*What is required:* Give each entry back by retyping it exactly as written.

::::

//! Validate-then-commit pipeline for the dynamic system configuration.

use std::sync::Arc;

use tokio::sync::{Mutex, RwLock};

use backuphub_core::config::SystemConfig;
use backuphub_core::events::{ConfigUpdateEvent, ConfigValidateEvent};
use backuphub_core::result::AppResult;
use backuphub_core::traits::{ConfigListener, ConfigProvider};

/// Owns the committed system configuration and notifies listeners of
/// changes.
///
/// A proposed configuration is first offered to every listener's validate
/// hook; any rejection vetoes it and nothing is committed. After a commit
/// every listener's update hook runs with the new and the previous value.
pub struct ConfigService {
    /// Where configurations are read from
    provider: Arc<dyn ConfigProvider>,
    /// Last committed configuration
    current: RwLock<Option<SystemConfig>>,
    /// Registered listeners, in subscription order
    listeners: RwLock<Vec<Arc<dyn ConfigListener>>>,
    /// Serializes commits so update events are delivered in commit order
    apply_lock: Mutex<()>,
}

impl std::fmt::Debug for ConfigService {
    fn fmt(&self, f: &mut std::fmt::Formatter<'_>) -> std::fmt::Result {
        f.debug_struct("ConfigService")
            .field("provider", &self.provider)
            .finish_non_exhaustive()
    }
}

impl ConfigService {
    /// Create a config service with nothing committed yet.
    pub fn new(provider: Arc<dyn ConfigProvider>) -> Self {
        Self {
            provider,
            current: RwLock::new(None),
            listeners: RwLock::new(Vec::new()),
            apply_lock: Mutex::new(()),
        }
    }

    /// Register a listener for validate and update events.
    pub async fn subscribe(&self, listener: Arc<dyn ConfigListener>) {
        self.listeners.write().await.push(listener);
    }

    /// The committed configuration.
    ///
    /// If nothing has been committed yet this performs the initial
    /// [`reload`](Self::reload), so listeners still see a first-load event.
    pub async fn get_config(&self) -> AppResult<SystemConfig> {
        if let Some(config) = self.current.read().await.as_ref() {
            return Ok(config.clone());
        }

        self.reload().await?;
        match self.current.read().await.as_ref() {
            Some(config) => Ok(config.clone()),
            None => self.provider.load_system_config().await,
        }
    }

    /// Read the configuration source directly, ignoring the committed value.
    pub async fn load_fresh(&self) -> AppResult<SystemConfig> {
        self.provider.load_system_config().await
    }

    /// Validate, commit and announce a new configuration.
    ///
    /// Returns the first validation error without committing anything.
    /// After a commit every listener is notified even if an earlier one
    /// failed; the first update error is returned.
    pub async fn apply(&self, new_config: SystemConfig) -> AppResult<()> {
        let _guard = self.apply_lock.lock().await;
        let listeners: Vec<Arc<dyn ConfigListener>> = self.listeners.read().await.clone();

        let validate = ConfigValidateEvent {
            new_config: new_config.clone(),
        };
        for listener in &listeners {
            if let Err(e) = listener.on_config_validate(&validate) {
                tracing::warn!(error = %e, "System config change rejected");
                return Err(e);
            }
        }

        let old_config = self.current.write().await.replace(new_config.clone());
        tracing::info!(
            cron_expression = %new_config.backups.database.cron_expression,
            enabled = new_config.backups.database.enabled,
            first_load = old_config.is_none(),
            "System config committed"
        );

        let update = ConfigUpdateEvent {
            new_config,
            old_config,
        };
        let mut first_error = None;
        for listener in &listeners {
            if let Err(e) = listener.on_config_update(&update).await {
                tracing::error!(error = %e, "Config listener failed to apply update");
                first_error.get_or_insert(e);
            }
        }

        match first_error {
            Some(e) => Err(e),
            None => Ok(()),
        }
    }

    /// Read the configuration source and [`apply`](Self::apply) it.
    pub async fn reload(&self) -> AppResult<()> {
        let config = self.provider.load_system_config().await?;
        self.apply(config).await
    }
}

::::

*Solution:*
//! Validate-then-commit pipeline for the dynamic system configuration.

use std::sync::Arc;

use tokio::sync::{Mutex, RwLock};

use backuphub_core::config::SystemConfig;
use backuphub_core::events::{ConfigUpdateEvent, ConfigValidateEvent};
use backuphub_core::result::AppResult;
use backuphub_core::traits::{ConfigListener, ConfigProvider};

/// Owns the committed system configuration and notifies listeners of
/// changes.
///
/// A proposed configuration is first offered to every listener's validate
/// hook; any rejection vetoes it and nothing is committed. After a commit
/// every listener's update hook runs with the new and the previous value.
pub struct ConfigService {
    /// Where configurations are read from
    provider: Arc<dyn ConfigProvider>,
    /// Last committed configuration
    current: RwLock<Option<SystemConfig>>,
    /// Registered listeners, in subscription order
    listeners: RwLock<Vec<Arc<dyn ConfigListener>>>,
    /// Serializes commits so update events are delivered in commit order
    apply_lock: Mutex<()>,
}

impl std::fmt::Debug for ConfigService {
    fn fmt(&self, f: &mut std::fmt::Formatter<'_>) -> std::fmt::Result {
        f.debug_struct("ConfigService")
            .field("provider", &self.provider)
            .finish_non_exhaustive()
    }
}

impl ConfigService {
    /// Create a config service with nothing committed yet.
    pub fn new(provider: Arc<dyn ConfigProvider>) -> Self {
        Self {
            provider,
            current: RwLock::new(None),
            listeners: RwLock::new(Vec::new()),
            apply_lock: Mutex::new(()),
        }
    }

    /// Register a listener for validate and update events.
    pub async fn subscribe(&self, listener: Arc<dyn ConfigListener>) {
        self.listeners.write().await.push(listener);
    }

    /// The committed configuration.
    ///
    /// If nothing has been committed yet this performs the initial
    /// [`reload`](Self::reload), so listeners still see a first-load event.
    pub async fn get_config(&self) -> AppResult<SystemConfig> {
        if let Some(config) = self.current.read().await.as_ref() {
            return Ok(config.clone());
        }

        self.reload().await?;
        match self.current.read().await.as_ref() {
            Some(config) => Ok(config.clone()),
            None => self.provider.load_system_config().await,
        }
    }

    /// Read the configuration source directly, ignoring the committed value.
    pub async fn load_fresh(&self) -> AppResult<SystemConfig> {
        self.provider.load_system_config().await
    }

    /// Validate, commit and announce a new configuration.
    ///
    /// Returns the first validation error without committing anything.
    /// After a commit every listener is notified even if an earlier one
    /// failed; the first update error is returned.
    pub async fn apply(&self, new_config: SystemConfig) -> AppResult<()> {
        let _guard = self.apply_lock.lock().await;
        let listeners: Vec<Arc<dyn ConfigListener>> = self.listeners.read().await.clone();

        let validate = ConfigValidateEvent {
            new_config: new_config.clone(),
        };
        for listener in &listeners {
            if let Err(e) = listener.on_config_validate(&validate) {
                tracing::warn!(error = %e, "System config change rejected");
                return Err(e);
            }
        }

        let old_config = self.current.write().await.replace(new_config.clone());
        tracing::info!(
            cron_expression = %new_config.backups.database.cron_expression,
            enabled = new_config.backups.database.enabled,
            first_load = old_config.is_none(),
            "System config committed"
        );

        let update = ConfigUpdateEvent {
            new_config,
            old_config,
        };
        let mut first_error = None;
        for listener in &listeners {
            if let Err(e) = listener.on_config_update(&update).await {
                tracing::error!(error = %e, "Config listener failed to apply update");
                first_error.get_or_insert(e);
            }
        }

        match first_error {
            Some(e) => Err(e),
            None => Ok(()),
        }
    }

    /// Read the configuration source and [`apply`](Self::apply) it.
    pub async fn reload(&self) -> AppResult<()> {
        let config = self.provider.load_system_config().await?;
        self.apply(config).await
    }
}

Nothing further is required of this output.